# WHAT IS NEEDED
Go through the listing beneath and show each line containing the string "OpenString".

# GIVEN RECORDS
══════════════════════════════
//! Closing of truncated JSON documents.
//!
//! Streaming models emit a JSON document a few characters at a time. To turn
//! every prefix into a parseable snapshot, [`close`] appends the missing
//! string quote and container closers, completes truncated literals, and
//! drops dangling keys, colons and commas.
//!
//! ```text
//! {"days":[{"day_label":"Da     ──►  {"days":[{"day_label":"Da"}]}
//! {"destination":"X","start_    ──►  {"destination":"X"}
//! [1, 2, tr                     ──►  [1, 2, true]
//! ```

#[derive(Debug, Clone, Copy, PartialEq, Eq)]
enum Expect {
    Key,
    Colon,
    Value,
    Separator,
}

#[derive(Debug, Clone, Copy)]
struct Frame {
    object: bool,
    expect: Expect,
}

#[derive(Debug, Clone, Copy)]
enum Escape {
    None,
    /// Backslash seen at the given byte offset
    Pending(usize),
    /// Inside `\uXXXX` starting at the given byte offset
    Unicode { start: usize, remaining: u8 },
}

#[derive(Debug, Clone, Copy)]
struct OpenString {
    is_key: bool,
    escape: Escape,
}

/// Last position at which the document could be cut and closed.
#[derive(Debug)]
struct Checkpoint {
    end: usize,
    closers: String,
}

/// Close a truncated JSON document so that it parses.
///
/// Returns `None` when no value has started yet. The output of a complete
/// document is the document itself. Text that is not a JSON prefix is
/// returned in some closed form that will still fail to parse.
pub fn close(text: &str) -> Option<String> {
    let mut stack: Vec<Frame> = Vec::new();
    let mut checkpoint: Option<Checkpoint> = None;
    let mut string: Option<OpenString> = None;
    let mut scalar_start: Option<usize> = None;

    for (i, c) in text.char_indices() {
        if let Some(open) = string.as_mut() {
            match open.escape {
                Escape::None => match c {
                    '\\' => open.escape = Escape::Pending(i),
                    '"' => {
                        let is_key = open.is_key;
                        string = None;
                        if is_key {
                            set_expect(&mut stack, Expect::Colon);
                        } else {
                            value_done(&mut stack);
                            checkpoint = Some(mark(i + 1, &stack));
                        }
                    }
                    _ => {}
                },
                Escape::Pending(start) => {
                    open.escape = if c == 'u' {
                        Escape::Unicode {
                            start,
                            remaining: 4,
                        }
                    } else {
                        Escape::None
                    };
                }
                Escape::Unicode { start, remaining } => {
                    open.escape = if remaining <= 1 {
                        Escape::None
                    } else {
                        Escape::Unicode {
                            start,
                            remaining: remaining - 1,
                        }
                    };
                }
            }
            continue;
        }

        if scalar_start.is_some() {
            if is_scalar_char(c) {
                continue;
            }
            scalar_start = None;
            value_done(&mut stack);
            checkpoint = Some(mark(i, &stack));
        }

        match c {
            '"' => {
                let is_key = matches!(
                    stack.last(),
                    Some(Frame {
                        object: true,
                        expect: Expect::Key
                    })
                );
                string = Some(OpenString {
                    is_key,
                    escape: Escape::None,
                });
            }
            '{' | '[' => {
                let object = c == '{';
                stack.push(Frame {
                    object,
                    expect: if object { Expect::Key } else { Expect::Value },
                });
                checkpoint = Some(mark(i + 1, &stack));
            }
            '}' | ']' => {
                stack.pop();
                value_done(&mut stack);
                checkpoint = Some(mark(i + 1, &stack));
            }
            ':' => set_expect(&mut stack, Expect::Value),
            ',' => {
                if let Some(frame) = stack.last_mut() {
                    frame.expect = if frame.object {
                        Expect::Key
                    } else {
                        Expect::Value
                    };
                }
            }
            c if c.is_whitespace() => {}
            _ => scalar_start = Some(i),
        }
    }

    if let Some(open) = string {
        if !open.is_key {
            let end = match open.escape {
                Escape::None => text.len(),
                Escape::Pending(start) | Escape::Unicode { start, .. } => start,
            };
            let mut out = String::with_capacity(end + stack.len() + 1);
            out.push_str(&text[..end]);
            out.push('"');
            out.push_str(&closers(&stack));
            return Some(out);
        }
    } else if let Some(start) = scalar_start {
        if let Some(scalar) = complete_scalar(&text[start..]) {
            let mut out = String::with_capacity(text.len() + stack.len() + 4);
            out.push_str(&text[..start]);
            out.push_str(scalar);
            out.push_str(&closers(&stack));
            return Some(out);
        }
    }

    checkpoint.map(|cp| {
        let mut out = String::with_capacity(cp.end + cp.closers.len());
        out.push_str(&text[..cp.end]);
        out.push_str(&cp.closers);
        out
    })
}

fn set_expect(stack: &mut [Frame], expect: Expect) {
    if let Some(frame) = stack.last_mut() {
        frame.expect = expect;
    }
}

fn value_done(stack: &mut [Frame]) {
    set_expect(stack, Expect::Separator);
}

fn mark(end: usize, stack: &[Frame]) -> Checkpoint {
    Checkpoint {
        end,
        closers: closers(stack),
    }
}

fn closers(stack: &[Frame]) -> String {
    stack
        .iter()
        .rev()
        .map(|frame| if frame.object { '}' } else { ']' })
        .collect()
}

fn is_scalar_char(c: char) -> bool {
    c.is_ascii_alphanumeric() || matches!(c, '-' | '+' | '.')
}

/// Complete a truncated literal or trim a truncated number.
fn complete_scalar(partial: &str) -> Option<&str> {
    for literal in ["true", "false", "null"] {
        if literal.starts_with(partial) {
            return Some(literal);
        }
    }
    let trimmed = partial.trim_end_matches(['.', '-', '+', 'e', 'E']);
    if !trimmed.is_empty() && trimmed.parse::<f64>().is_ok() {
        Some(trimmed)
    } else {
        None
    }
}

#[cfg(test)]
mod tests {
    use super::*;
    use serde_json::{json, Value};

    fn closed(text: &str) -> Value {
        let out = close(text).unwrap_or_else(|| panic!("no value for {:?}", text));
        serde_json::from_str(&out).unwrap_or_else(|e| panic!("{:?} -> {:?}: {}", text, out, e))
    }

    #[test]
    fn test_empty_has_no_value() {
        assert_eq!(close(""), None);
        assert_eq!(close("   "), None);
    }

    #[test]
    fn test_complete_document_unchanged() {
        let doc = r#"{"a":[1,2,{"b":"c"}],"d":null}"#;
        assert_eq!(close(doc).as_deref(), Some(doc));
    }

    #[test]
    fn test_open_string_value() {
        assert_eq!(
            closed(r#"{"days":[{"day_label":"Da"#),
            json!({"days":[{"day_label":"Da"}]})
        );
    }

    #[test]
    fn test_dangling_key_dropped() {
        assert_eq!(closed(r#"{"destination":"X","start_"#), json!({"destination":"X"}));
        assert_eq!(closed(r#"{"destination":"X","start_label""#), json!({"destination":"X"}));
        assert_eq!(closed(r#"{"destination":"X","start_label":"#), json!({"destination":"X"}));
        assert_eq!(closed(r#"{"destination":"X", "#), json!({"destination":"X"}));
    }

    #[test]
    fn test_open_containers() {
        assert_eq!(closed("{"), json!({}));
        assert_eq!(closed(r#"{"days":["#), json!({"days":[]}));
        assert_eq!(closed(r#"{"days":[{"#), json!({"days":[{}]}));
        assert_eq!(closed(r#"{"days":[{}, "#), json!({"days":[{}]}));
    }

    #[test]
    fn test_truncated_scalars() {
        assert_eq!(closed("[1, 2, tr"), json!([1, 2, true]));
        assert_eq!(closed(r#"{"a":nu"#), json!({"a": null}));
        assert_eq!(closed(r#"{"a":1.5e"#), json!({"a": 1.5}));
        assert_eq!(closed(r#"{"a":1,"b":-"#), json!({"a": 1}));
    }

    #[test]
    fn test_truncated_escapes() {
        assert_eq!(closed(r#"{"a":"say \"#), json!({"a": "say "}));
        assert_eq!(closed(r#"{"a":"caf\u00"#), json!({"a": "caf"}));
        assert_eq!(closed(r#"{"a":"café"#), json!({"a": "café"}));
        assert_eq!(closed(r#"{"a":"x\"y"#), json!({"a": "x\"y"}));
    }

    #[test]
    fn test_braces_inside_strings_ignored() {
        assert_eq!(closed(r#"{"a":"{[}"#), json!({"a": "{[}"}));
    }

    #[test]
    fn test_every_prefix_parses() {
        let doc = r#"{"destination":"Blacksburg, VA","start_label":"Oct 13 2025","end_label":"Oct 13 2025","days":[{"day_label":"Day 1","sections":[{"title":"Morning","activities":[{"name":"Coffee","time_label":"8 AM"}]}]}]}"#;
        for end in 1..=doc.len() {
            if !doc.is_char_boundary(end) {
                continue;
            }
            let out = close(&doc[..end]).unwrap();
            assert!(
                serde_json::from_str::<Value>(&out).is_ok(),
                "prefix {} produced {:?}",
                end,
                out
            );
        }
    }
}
══════════════════════════════
# ANSWER SECTION
struct OpenString {
    let mut string: Option<OpenString> = None;
                string = Some(OpenString {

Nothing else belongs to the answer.